(INSTRUCTIONS FOR THE TASK): Which lines run from the start of the data below to the line containing "anything that can"? Set them down exactly, with none added.

(Stored data entries):
_ _ _ _ _
//! # Frame Buffer and Pixel Sinks
//!
//! A [`Frame`] is the canvas one render pass draws into. It is owned by that
//! pass alone and handed to a [`PixelSink`] in a single `present` call, so the
//! matrix only ever shows complete frames.
//!
//! The LED matrix driver itself lives outside this crate; anything that can
//! show a rows×cols RGB buffer implements [`PixelSink`]. Two sinks ship here:
//! [`TerminalSink`] for development without hardware, and [`MemorySink`] for
//! tests and dry runs.

use crate::error::SinkError;
use embedded_graphics::{pixelcolor::Rgb888, prelude::*, primitives::Rectangle};
use std::convert::Infallible;
use std::io::Write;

/// Owned RGB pixel buffer, row-major, black when created.
#[derive(Clone, Debug, PartialEq, Eq)]
pub struct Frame {
    width: u32,
    height: u32,
    pixels: Vec<Rgb888>,
}

impl Frame {
    pub fn new(width: u32, height: u32) -> Self {
        Self {
            width,
            height,
            pixels: vec![Rgb888::BLACK; width as usize * height as usize],
        }
    }

    /// Set every pixel to black.
    pub fn clear(&mut self) {
        self.pixels.fill(Rgb888::BLACK);
    }

    /// Set one pixel; coordinates outside the frame are ignored.
    pub fn set_pixel(&mut self, x: i32, y: i32, color: Rgb888) {
        if let Some(index) = self.index(x, y) {
            self.pixels[index] = color;
        }
    }

    pub fn pixel(&self, x: i32, y: i32) -> Option<Rgb888> {
        self.index(x, y).map(|index| self.pixels[index])
    }

    /// Pixels in `area` that are not black.
    pub fn lit_in(&self, area: &Rectangle) -> usize {
        area.points()
            .filter_map(|p| self.pixel(p.x, p.y))
            .filter(|&c| c != Rgb888::BLACK)
            .count()
    }

    /// Pixels anywhere in the frame that are not black.
    pub fn lit_pixels(&self) -> usize {
        self.pixels.iter().filter(|&&c| c != Rgb888::BLACK).count()
    }

    /// Pixels in `area` of exactly `color`.
    pub fn count_color_in(&self, area: &Rectangle, color: Rgb888) -> usize {
        area.points()
            .filter_map(|p| self.pixel(p.x, p.y))
            .filter(|&c| c == color)
            .count()
    }

    /// Rows of pixels, top to bottom.
    pub fn rows(&self) -> impl Iterator<Item = &[Rgb888]> {
        self.pixels.chunks(self.width.max(1) as usize)
    }

    fn index(&self, x: i32, y: i32) -> Option<usize> {
        let (x, y) = (u32::try_from(x).ok()?, u32::try_from(y).ok()?);
        if x >= self.width || y >= self.height {
            return None;
        }
        Some(y as usize * self.width as usize + x as usize)
    }
}

impl OriginDimensions for Frame {
    fn size(&self) -> Size {
        Size::new(self.width, self.height)
    }
}

impl DrawTarget for Frame {
    type Color = Rgb888;
    type Error = Infallible;

    fn draw_iter<I>(&mut self, pixels: I) -> Result<(), Self::Error>
    where
        I: IntoIterator<Item = Pixel<Self::Color>>,
    {
        for Pixel(point, color) in pixels {
            self.set_pixel(point.x, point.y, color);
        }
        Ok(())
    }

    fn clear(&mut self, color: Self::Color) -> Result<(), Self::Error> {
        self.pixels.fill(color);
        Ok(())
    }
}

/// Something that can show a finished frame.
pub trait PixelSink {
    /// Canvas size the sink expects.
    fn size(&self) -> Size;

    /// A blank frame of the right size.
    fn create_frame(&self) -> Frame {
        let size = self.size();
        Frame::new(size.width, size.height)
    }

    /// Show `frame`, replacing whatever was shown before.
    fn present(&mut self, frame: Frame) -> Result<(), SinkError>;

    /// Blank the display.
    fn clear(&mut self) -> Result<(), SinkError>;
}

fn check_size(expected: Size, frame: &Frame) -> Result<(), SinkError> {
    let got = frame.size();
    if got != expected {
        return Err(SinkError::SizeMismatch {
            expected: (expected.width, expected.height),
            got: (got.width, got.height),
        });
    }
    Ok(())
}

/// Prints frames to a terminal, one character per pixel.
///
/// With `color` on, lit pixels are drawn with 24-bit ANSI colour; otherwise
/// they show as `#` on a blank background.
pub struct TerminalSink<W: Write> {
    out: W,
    size: Size,
    color: bool,
}

impl<W: Write> TerminalSink<W> {
    pub fn new(out: W, size: Size, color: bool) -> Self {
        Self { out, size, color }
    }

    pub fn into_inner(self) -> W {
        self.out
    }

    fn write_frame(&mut self, frame: &Frame) -> Result<(), SinkError> {
        let border = format!("+{}+", "-".repeat(self.size.width as usize));
        writeln!(self.out, "{border}")?;
        for row in frame.rows() {
            let mut line = String::with_capacity(row.len() * 4 + 2);
            line.push('|');
            for &pixel in row {
                if pixel == Rgb888::BLACK {
                    line.push(' ');
                } else if self.color {
                    line.push_str(&format!(
                        "\x1b[38;2;{};{};{}m█\x1b[0m",
                        pixel.r(),
                        pixel.g(),
                        pixel.b()
                    ));
                } else {
                    line.push('#');
                }
            }
            line.push('|');
            writeln!(self.out, "{line}")?;
        }
        writeln!(self.out, "{border}")?;
        self.out.flush()?;
        Ok(())
    }
}

impl<W: Write> PixelSink for TerminalSink<W> {
    fn size(&self) -> Size {
        self.size
    }

    fn present(&mut self, frame: Frame) -> Result<(), SinkError> {
        check_size(self.size, &frame)?;
        self.write_frame(&frame)
    }

    fn clear(&mut self) -> Result<(), SinkError> {
        let blank = self.create_frame();
        self.write_frame(&blank)
    }
}

/// Keeps the most recent frame in memory.
#[derive(Debug)]
pub struct MemorySink {
    size: Size,
    current: Frame,
    presented: usize,
    cleared: usize,
}

impl MemorySink {
    pub fn new(size: Size) -> Self {
        Self {
            size,
            current: Frame::new(size.width, size.height),
            presented: 0,
            cleared: 0,
        }
    }

    /// What the display is showing right now.
    pub fn current(&self) -> &Frame {
        &self.current
    }

    pub fn presented(&self) -> usize {
        self.presented
    }

    pub fn cleared(&self) -> usize {
        self.cleared
    }
}

impl PixelSink for MemorySink {
    fn size(&self) -> Size {
        self.size
    }

    fn present(&mut self, frame: Frame) -> Result<(), SinkError> {
        check_size(self.size, &frame)?;
        self.current = frame;
        self.presented += 1;
        Ok(())
    }

    fn clear(&mut self) -> Result<(), SinkError> {
        self.current.clear();
        self.cleared += 1;
        Ok(())
    }
}

#[cfg(test)]
mod tests {
    use super::*;
    use embedded_graphics::primitives::{PrimitiveStyle, Rectangle};

    #[test]
    fn test_frame_starts_black_and_clips() {
        let mut frame = Frame::new(64, 32);
        assert_eq!(frame.lit_pixels(), 0);

        frame.set_pixel(-1, 0, Rgb888::RED);
        frame.set_pixel(64, 0, Rgb888::RED);
        frame.set_pixel(0, 32, Rgb888::RED);
        assert_eq!(frame.lit_pixels(), 0);

        frame.set_pixel(63, 31, Rgb888::RED);
        assert_eq!(frame.pixel(63, 31), Some(Rgb888::RED));
        assert_eq!(frame.lit_pixels(), 1);
    }

    #[test]
    fn test_frame_is_a_draw_target() {
        let mut frame = Frame::new(64, 32);
        Rectangle::new(Point::new(60, 30), Size::new(10, 10))
            .into_styled(PrimitiveStyle::with_fill(Rgb888::BLUE))
            .draw(&mut frame)
            .unwrap();

        // Only the on-canvas 4x2 corner lands
        assert_eq!(frame.lit_pixels(), 8);
        let corner = Rectangle::new(Point::new(60, 30), Size::new(4, 2));
        assert_eq!(frame.count_color_in(&corner, Rgb888::BLUE), 8);

        frame.clear();
        assert_eq!(frame.lit_pixels(), 0);
    }

    #[test]
    fn test_memory_sink_swaps_whole_frames() {
        let mut sink = MemorySink::new(Size::new(64, 32));
        let mut frame = sink.create_frame();
        frame.set_pixel(1, 1, Rgb888::WHITE);
        sink.present(frame).unwrap();
        assert_eq!(sink.current().lit_pixels(), 1);

        sink.present(sink.create_frame()).unwrap();
        assert_eq!(sink.current().lit_pixels(), 0);
        assert_eq!(sink.presented(), 2);

        sink.clear().unwrap();
        assert_eq!(sink.cleared(), 1);
    }

    #[test]
    fn test_sink_rejects_wrong_size() {
        let mut sink = MemorySink::new(Size::new(64, 32));
        let err = sink.present(Frame::new(32, 16)).unwrap_err();
        assert!(matches!(err, SinkError::SizeMismatch { .. }));
        assert_eq!(sink.presented(), 0);
    }

    #[test]
    fn test_terminal_sink_prints_grid() {
        let mut sink = TerminalSink::new(Vec::new(), Size::new(4, 2), false);
        let mut frame = sink.create_frame();
        frame.set_pixel(0, 0, Rgb888::YELLOW);
        frame.set_pixel(3, 1, Rgb888::WHITE);
        sink.present(frame).unwrap();

        let out = String::from_utf8(sink.into_inner()).unwrap();
        let lines: Vec<&str> = out.lines().collect();
        assert_eq!(lines, vec!["+----+", "|#   |", "|   #|", "+----+"]);
    }
}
_ _ _ _ _
(EXPECTED OUTPUT):
//! # Frame Buffer and Pixel Sinks
//!
//! A [`Frame`] is the canvas one render pass draws into. It is owned by that
//! pass alone and handed to a [`PixelSink`] in a single `present` call, so the
//! matrix only ever shows complete frames.
//!
//! The LED matrix driver itself lives outside this crate; anything that can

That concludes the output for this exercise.